Vice-Chancellor of Kwara State University
- Incumbent
- Assumed office 5 January 2023
- Preceded by: Mustapha Akanbi

Personal details
- Born: Shaykh Luqman Jimoh
- Alma mater: University of Ilorin; University of Ibadan; Lagos State University;
- Profession: Academic Educator Administrator

= Luqman Jimoh =

Nigerian academic administrator

Shaykh-Luqman Alade Jimoh is a Nigerian professor of Islamic medicine and theology who became the acting vice chancellor of Kwara State University, Malete, Kwara State, Nigeria, since 5 January 2023 following the death of former vice chancellor, Professor Mustapha Akanbi.
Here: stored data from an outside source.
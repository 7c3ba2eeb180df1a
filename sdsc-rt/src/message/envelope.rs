// Layer 1: Standard library imports
use std::fmt::Debug;

// Layer 2: Third-party crate imports
use chrono::{DateTime, Utc}; // §3.2 MANDATORY
use serde::{Deserialize, Serialize};
use uuid::Uuid;

// Layer 3: Internal module imports
use super::traits::{Message, MessagePriority};
use crate::util::ids::ActorAddress;

/// Generic message envelope with zero-cost abstraction
///
/// # Type Safety
/// The envelope is generic over the message type M, ensuring compile-time
/// type safety without runtime dispatch or type erasure.
///
/// # Stack Allocation
/// `MessageEnvelope<M>` is stack-allocated when M is stack-allocated,
/// avoiding heap overhead for message passing.
///
/// # Example
/// ```rust
/// use sdsc_rt::message::{Message, MessageEnvelope, MessagePriority};
/// use sdsc_rt::util::ActorAddress;
///
/// #[derive(Debug, Clone)]
/// struct MyMessage {
///     content: String,
/// }
///
/// impl Message for MyMessage {
///     const MESSAGE_TYPE: &'static str = "my_message";
/// }
///
/// let msg = MyMessage { content: "Hello".to_string() };
/// let sender = ActorAddress::named("sender");
///
/// let envelope = MessageEnvelope::new(msg)
///     .with_sender(sender)
///     .with_ttl(60);
///
/// assert_eq!(envelope.message_type(), "my_message");
/// ```
#[derive(Debug, Clone, Serialize, Deserialize)]
pub struct MessageEnvelope<M: Message> {
    /// The actual message payload
    pub payload: M,

    /// Optional sender address for reply capability
    pub sender: Option<ActorAddress>,

    /// Optional recipient for reply-to pattern
    pub reply_to: Option<ActorAddress>,

    /// Message creation timestamp (§3.2 chrono `DateTime<Utc>`)
    pub timestamp: DateTime<Utc>,

    /// Optional correlation ID for request/response tracking
    pub correlation_id: Option<Uuid>,

    /// Message priority (extracted from payload)
    pub priority: MessagePriority,

    /// Optional time-to-live in seconds
    pub ttl: Option<u64>,
}

impl<M: Message> MessageEnvelope<M> {
    /// Create a new message envelope with minimal information
    ///
    /// # Example
    /// ```rust
    /// use sdsc_rt::message::{Message, MessageEnvelope};
    ///
    /// #[derive(Debug, Clone)]
    /// struct TestMsg;
    /// impl Message for TestMsg {
    ///     const MESSAGE_TYPE: &'static str = "test";
    /// }
    ///
    /// let envelope = MessageEnvelope::new(TestMsg);
    /// assert_eq!(envelope.message_type(), "test");
    /// ```
    pub fn new(payload: M) -> Self {
        let priority = payload.priority();
        Self {
            payload,
            sender: None,
            reply_to: None,
            timestamp: Utc::now(), // §3.2 chrono standard
            correlation_id: None,
            priority,
            ttl: None,
        }
    }

    /// Builder method: Set sender address
    ///
    /// # Example
    /// ```rust
    /// use sdsc_rt::message::{Message, MessageEnvelope};
    /// use sdsc_rt::util::ActorAddress;
    ///
    /// #[derive(Debug, Clone)]
    /// struct TestMsg;
    /// impl Message for TestMsg {
    ///     const MESSAGE_TYPE: &'static str = "test";
    /// }
    ///
    /// let sender = ActorAddress::named("sender");
    /// let envelope = MessageEnvelope::new(TestMsg)
    ///     .with_sender(sender.clone());
    ///
    /// assert_eq!(envelope.sender, Some(sender));
    /// ```
    pub fn with_sender(mut self, sender: ActorAddress) -> Self {
        self.sender = Some(sender);
        self
    }

    /// Builder method: Set reply-to address
    pub fn with_reply_to(mut self, reply_to: ActorAddress) -> Self {
        self.reply_to = Some(reply_to);
        self
    }

    /// Builder method: Set correlation ID
    pub fn with_correlation_id(mut self, id: Uuid) -> Self {
        self.correlation_id = Some(id);
        self
    }

    /// Builder method: Set time-to-live in seconds
    pub fn with_ttl(mut self, ttl_seconds: u64) -> Self {
        self.ttl = Some(ttl_seconds);
        self
    }

    /// Check if message has expired based on TTL
    ///
    /// # Example
    /// ```rust
    /// use sdsc_rt::message::{Message, MessageEnvelope};
    ///
    /// #[derive(Debug, Clone)]
    /// struct TestMsg;
    /// impl Message for TestMsg {
    ///     const MESSAGE_TYPE: &'static str = "test";
    /// }
    ///
    /// let envelope = MessageEnvelope::new(TestMsg).with_ttl(60);
    /// assert!(!envelope.is_expired()); // Fresh message
    /// ```
    pub fn is_expired(&self) -> bool {
        if let Some(ttl) = self.ttl {
            let age = Utc::now()
                .signed_duration_since(self.timestamp)
                .num_seconds() as u64;
            age > ttl
        } else {
            false
        }
    }

    /// Get message type from payload's const
    pub fn message_type(&self) -> &'static str {
        M::MESSAGE_TYPE
    }
}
He was the deputy vice-chancellor (academics) until his appointment as the vice-chancellor.

== Education and career ==
Jimoh had his first degree in Arabic from the University of Ilorin in the year 1988 and then obtained his master's degree in Arabic and Islamic studies from the University of Ibadan in 1995 while his Ph.D. was in Islamic studies from the Lagos State University 2007.
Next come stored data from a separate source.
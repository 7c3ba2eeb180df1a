//! Prelude module for convenient imports.
//!
//! This module re-exports the most commonly used types and traits for building
//! actor systems with sdsc-rt. Import this module to get started quickly:
//!
//! ```rust
//! use sdsc_rt::prelude::*;
//! ```
//!
//! # What's Included
//!
//! ## Core Actor System
//! - [`Actor`] - Core trait for actors
//! - [`ActorContext`] - Actor execution context
//! - [`ActorLifecycle`] - Actor lifecycle tracking
//! - [`ActorState`] - Lifecycle state enum
//! - [`ErrorAction`] - Supervision decision enum
//!
//! ## Messaging
//! - [`Message`] - Core trait for messages
//! - [`MessageEnvelope`] - Message wrapper with metadata
//! - [`MessagePriority`] - Priority levels (High, Normal, Low)
//!
//! ## Mailbox
//! - [`BoundedMailbox`] - Capacity-limited mailbox
//! - [`UnboundedMailbox`] - Unlimited capacity mailbox
//! - [`BackpressureStrategy`] - Flow control strategies
//! - [`MailboxReceiver`] - Trait for receiving messages
//! - [`MailboxSender`] - Trait for sending messages
//!
//! ## Message Broker
//! - [`MessageBroker`] - Core routing trait
//! - [`InMemoryMessageBroker`] - Default broker implementation
//!
//! ## System
//! - [`SystemConfig`] - Actor system configuration
//!
//! ## Utilities
//! - [`ActorAddress`] - Actor address type
//! - [`ActorId`] - Actor identifier
//! - [`MessageId`] - Message identifier
//!
//! # Example
//!
//! ```rust,ignore
//! use sdsc_rt::prelude::*;
//! use async_trait::async_trait;
//!
//! #[derive(Debug, Clone)]
//! struct MyMessage {
//!     data: String,
//! }
//!
//! impl Message for MyMessage {
//!     const MESSAGE_TYPE: &'static str = "my_message";
//! }
//!
//! struct MyActor {
//!     count: u64,
//! }
//!
//! #[async_trait]
//! impl Actor for MyActor {
//!     type Message = MyMessage;
//!     type Error = std::io::Error;
//!     
//!     async fn handle_message<B: MessageBroker<Self::Message>>(
//!         &mut self,
//!         msg: Self::Message,
//!         ctx: &mut ActorContext<Self::Message, B>,
//!     ) -> Result<(), Self::Error> {
//!         self.count += 1;
//!         println!("Received: {}", msg.data);
//!         Ok(())
//!     }
//! }
//! ```

// Core actor system
pub use crate::actor::{Actor, ActorContext, ActorLifecycle, ActorState, ErrorAction};

// Messaging
pub use crate::message::{Message, MessageEnvelope, MessagePriority};

// Mailbox
pub use crate::mailbox::{
    BackpressureStrategy, BoundedMailbox, BoundedMailboxSender, MailboxReceiver, MailboxSender,
    UnboundedMailbox, UnboundedMailboxSender,
};

// Message broker
pub use crate::broker::{InMemoryMessageBroker, MessageBroker};

// System
pub use crate::system::{ActorSpawnBuilder, ActorSystem, SystemConfig, SystemError};

// Utilities
pub use crate::util::{ActorAddress, ActorId, MessageId};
He was first a lecturer at the Department of Religion and Islamic Contemporary Studies of the Lagos State University, Nigeria, where he lectured for 16 years between 1996 and 2012. He joined Kwara State University as a member of the Faculty of Religion, History and Heritage Studies in 2012 and has since risen in rank to the position of the school's current vice chancellor.